_Exercise brief_:
Which of the lines below contain the string "core"? Pull each one out of the data.

_Dataset excerpts_:

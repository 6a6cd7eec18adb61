use chrono::{DateTime, Utc};
use serde::{Deserialize, Serialize};
use utoipa::ToSchema;
use uuid::Uuid;

use crate::features::categories::models::Category;

/// Response DTO for category
#[derive(Debug, Clone, PartialEq, Serialize, Deserialize, ToSchema)]
#[serde(rename_all = "camelCase")]
pub struct CategoryResponseDto {
    pub id: Uuid,
    pub name: String,
    pub slug: String,
    pub color: Option<String>,
    /// Parent category id, `null` for top-level categories
    pub parent: Option<Uuid>,
    pub created_at: DateTime<Utc>,
    pub updated_at: DateTime<Utc>,
}

impl From<Category> for CategoryResponseDto {
    fn from(c: Category) -> Self {
        Self {
            id: c.id,
            name: c.name,
            slug: c.slug,
            color: c.color,
            parent: c.parent_id,
            created_at: c.created_at,
            updated_at: c.updated_at,
        }
    }
}

/// Top-level category with its direct subcategories embedded, for navigation
#[derive(Debug, Clone, PartialEq, Serialize, Deserialize, ToSchema)]
#[serde(rename_all = "camelCase")]
pub struct CategoryNavigationDto {
    #[serde(flatten)]
    pub category: CategoryResponseDto,
    /// Always present; empty when the category has no children
    pub subcategories: Vec<CategoryResponseDto>,
}

impl CategoryNavigationDto {
    pub fn new(parent: Category, children: Vec<Category>) -> Self {
        Self {
            category: parent.into(),
            subcategories: children.into_iter().map(Into::into).collect(),
        }
    }
}
use validator::Validate;

use crate::features::tenants::models::{Tenant, User};
use crate::shared::constants::ROLE_SUPER_ADMIN;
use crate::shared::validation::{SLUG_REGEX, USERNAME_REGEX};

/// Admin tenant and account created by the seed load
#[derive(Debug, Clone, Validate)]
pub struct AdminBootstrapDto {
    #[validate(length(min = 1, max = 255, message = "Tenant name must be 1-255 characters"))]
    pub tenant_name: String,

    #[validate(regex(path = *SLUG_REGEX, message = "Tenant slug must be lowercase words joined by hyphens"))]
    pub tenant_slug: String,

    #[validate(email(message = "Invalid email format"))]
    pub email: String,

    #[validate(regex(path = *USERNAME_REGEX, message = "Invalid username"))]
    pub username: String,

    #[validate(length(min = 1, message = "At least one role is required"))]
    pub roles: Vec<String>,
}

impl AdminBootstrapDto {
    /// Demo super admin used for local development
    pub fn demo() -> Self {
        Self {
            tenant_name: "admin".to_string(),
            tenant_slug: "admin".to_string(),
            email: "admin@demo.com".to_string(),
            username: "admin".to_string(),
            roles: vec![ROLE_SUPER_ADMIN.to_string()],
        }
    }
}

/// Records written by an admin bootstrap
#[derive(Debug, Clone)]
pub struct AdminBootstrapResult {
    pub tenant: Tenant,
    pub user: User,
}
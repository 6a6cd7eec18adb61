//! Product category taxonomy.
//!
//! A two-level hierarchy: top-level categories with `parent = null` and
//! subcategories pointing at exactly one parent. The canonical content lives
//! in [`taxonomy`] and is written by [`TaxonomyLoader`]; [`CategoryService`]
//! serves it back in navigation order.
//!
//! ## Endpoints
//!
//! | Method | Endpoint | Auth | Description |
//! |--------|----------|------|-------------|
//! | GET | `/api/categories` | No | Ordered top-level categories with subcategories |
//! | GET | `/api/categories/{slug}` | No | Get category by slug |

pub mod dtos;
pub mod handlers;
pub mod models;
pub mod ordering;
pub mod repositories;
pub mod routes;
pub mod services;
pub mod taxonomy;

pub use ordering::PreferredOrder;
pub use repositories::{CategoryRepository, PgCategoryRepository};
pub use services::{CategoryService, TaxonomyLoader};
pub use taxonomy::TaxonomyDefinition;
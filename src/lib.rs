//! Ferment marketplace core: the product category taxonomy and the
//! tooling that loads it.
//!
//! Three binaries share this library:
//! - `ferment-core` serves the category API
//! - `migrate-categories` resets the taxonomy to its canonical state
//! - `seed` bootstraps the admin tenant and loads the seed taxonomy

pub mod core;
pub mod features;
pub mod shared;
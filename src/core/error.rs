use axum::{
    http::StatusCode,
    response::{IntoResponse, Response},
    Json,
};
use thiserror::Error;

use crate::shared::types::ApiResponse;

#[derive(Debug, Error)]
pub enum AppError {
    #[error("Database error: {0}")]
    Database(#[from] sqlx::Error),

    #[error("Not found: {0}")]
    NotFound(String),

    #[error("Validation error: {0}")]
    Validation(String),

    #[error("Conflict: {0}")]
    Conflict(String),

    #[error("Internal server error: {0}")]
    Internal(String),
}

impl IntoResponse for AppError {
    fn into_response(self) -> Response {
        let (status, message, errors) = match self {
            AppError::Database(ref e) => {
                tracing::error!("Database error: {:?}", e);
                (
                    StatusCode::INTERNAL_SERVER_ERROR,
                    "Database error occurred".to_string(),
                    None,
                )
            }
            AppError::NotFound(ref msg) => (StatusCode::NOT_FOUND, msg.clone(), None),
            AppError::Validation(ref msg) => (
                StatusCode::BAD_REQUEST,
                msg.clone(),
                Some(vec![msg.clone()]),
            ),
            AppError::Conflict(ref msg) => (StatusCode::CONFLICT, msg.clone(), None),
            AppError::Internal(ref msg) => {
                tracing::error!("Internal error: {}", msg);
                (
                    StatusCode::INTERNAL_SERVER_ERROR,
                    "Internal server error".to_string(),
                    None,
                )
            }
        };

        let body = Json(ApiResponse::<()>::error(Some(message), errors));

        (status, body).into_response()
    }
}

pub type Result<T> = std::result::Result<T, AppError>;
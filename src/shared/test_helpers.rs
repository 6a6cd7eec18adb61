use std::collections::HashSet;
use std::sync::atomic::{AtomicBool, Ordering};
use std::sync::Mutex;

use async_trait::async_trait;
use chrono::Utc;
use uuid::Uuid;

use crate::core::error::{AppError, Result};
use crate::features::categories::models::{Category, Level, NewCategory};
use crate::features::categories::repositories::CategoryRepository;

/// Top-level category record with a fresh id
pub fn category(name: &str, slug: &str) -> Category {
    let now = Utc::now();
    Category {
        id: Uuid::new_v4(),
        parent_id: None,
        name: name.to_string(),
        slug: slug.to_string(),
        color: None,
        created_at: now,
        updated_at: now,
    }
}

/// Category store kept in a `Vec`, in insertion order
#[derive(Default)]
pub struct InMemoryCategoryRepository {
    categories: Mutex<Vec<Category>>,
    dropped_slugs: Mutex<HashSet<String>>,
    unavailable: AtomicBool,
}

impl InMemoryCategoryRepository {
    pub fn new() -> Self {
        Self::default()
    }

    /// Every call fails as if the store were unreachable
    pub fn set_unavailable(&self, unavailable: bool) {
        self.unavailable.store(unavailable, Ordering::SeqCst);
    }

    /// Inserts of this slug silently do nothing
    pub fn drop_inserts_of(&self, slug: &str) {
        self.dropped_slugs.lock().unwrap().insert(slug.to_string());
    }

    pub fn snapshot(&self) -> Vec<Category> {
        self.categories.lock().unwrap().clone()
    }

    fn ensure_available(&self) -> Result<()> {
        if self.unavailable.load(Ordering::SeqCst) {
            return Err(AppError::Database(sqlx::Error::PoolTimedOut));
        }
        Ok(())
    }
}

#[async_trait]
impl CategoryRepository for InMemoryCategoryRepository {
    async fn delete_all(&self) -> Result<u64> {
        self.ensure_available()?;
        let mut categories = self.categories.lock().unwrap();
        let deleted = categories.len() as u64;
        categories.clear();
        Ok(deleted)
    }

    async fn insert_many(&self, new: &[NewCategory]) -> Result<Vec<Category>> {
        self.ensure_available()?;
        let dropped = self.dropped_slugs.lock().unwrap().clone();
        let mut categories = self.categories.lock().unwrap();

        let mut inserted = Vec::with_capacity(new.len());
        for item in new {
            if categories.iter().any(|c| c.slug == item.slug) {
                return Err(AppError::Conflict(format!("Duplicate slug '{}'", item.slug)));
            }
            if dropped.contains(&item.slug) {
                continue;
            }

            let now = Utc::now();
            let record = Category {
                id: Uuid::new_v4(),
                parent_id: item.parent_id,
                name: item.name.clone(),
                slug: item.slug.clone(),
                color: item.color.clone(),
                created_at: now,
                updated_at: now,
            };
            categories.push(record.clone());
            inserted.push(record);
        }
        Ok(inserted)
    }

    async fn find_by_slug(&self, slug: &str) -> Result<Option<Category>> {
        self.ensure_available()?;
        Ok(self
            .categories
            .lock()
            .unwrap()
            .iter()
            .find(|c| c.slug == slug)
            .cloned())
    }

    async fn find_top_level(&self) -> Result<Vec<Category>> {
        self.ensure_available()?;
        let mut parents: Vec<Category> = self
            .categories
            .lock()
            .unwrap()
            .iter()
            .filter(|c| c.parent_id.is_none())
            .cloned()
            .collect();
        parents.sort_by(|a, b| a.name.cmp(&b.name));
        Ok(parents)
    }

    async fn find_children(&self, parent_ids: &[Uuid]) -> Result<Vec<Category>> {
        self.ensure_available()?;
        Ok(self
            .categories
            .lock()
            .unwrap()
            .iter()
            .filter(|c| c.parent_id.is_some_and(|id| parent_ids.contains(&id)))
            .cloned()
            .collect())
    }

    async fn count(&self, level: Level) -> Result<i64> {
        self.ensure_available()?;
        let categories = self.categories.lock().unwrap();
        let count = match level {
            Level::All => categories.len(),
            Level::TopLevel => categories.iter().filter(|c| c.is_top_level()).count(),
            Level::Children => categories.iter().filter(|c| !c.is_top_level()).count(),
        };
        Ok(count as i64)
    }

    async fn sample(&self, limit: i64) -> Result<Vec<Category>> {
        self.ensure_available()?;
        let limit = usize::try_from(limit).unwrap_or(0);
        Ok(self
            .categories
            .lock()
            .unwrap()
            .iter()
            .take(limit)
            .cloned()
            .collect())
    }
}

_Your response_:
//! Ferment marketplace core: the product category taxonomy and the
//! - `ferment-core` serves the category API
pub mod core;
filename src/core/error.rs
use crate::core::error::{AppError, Result};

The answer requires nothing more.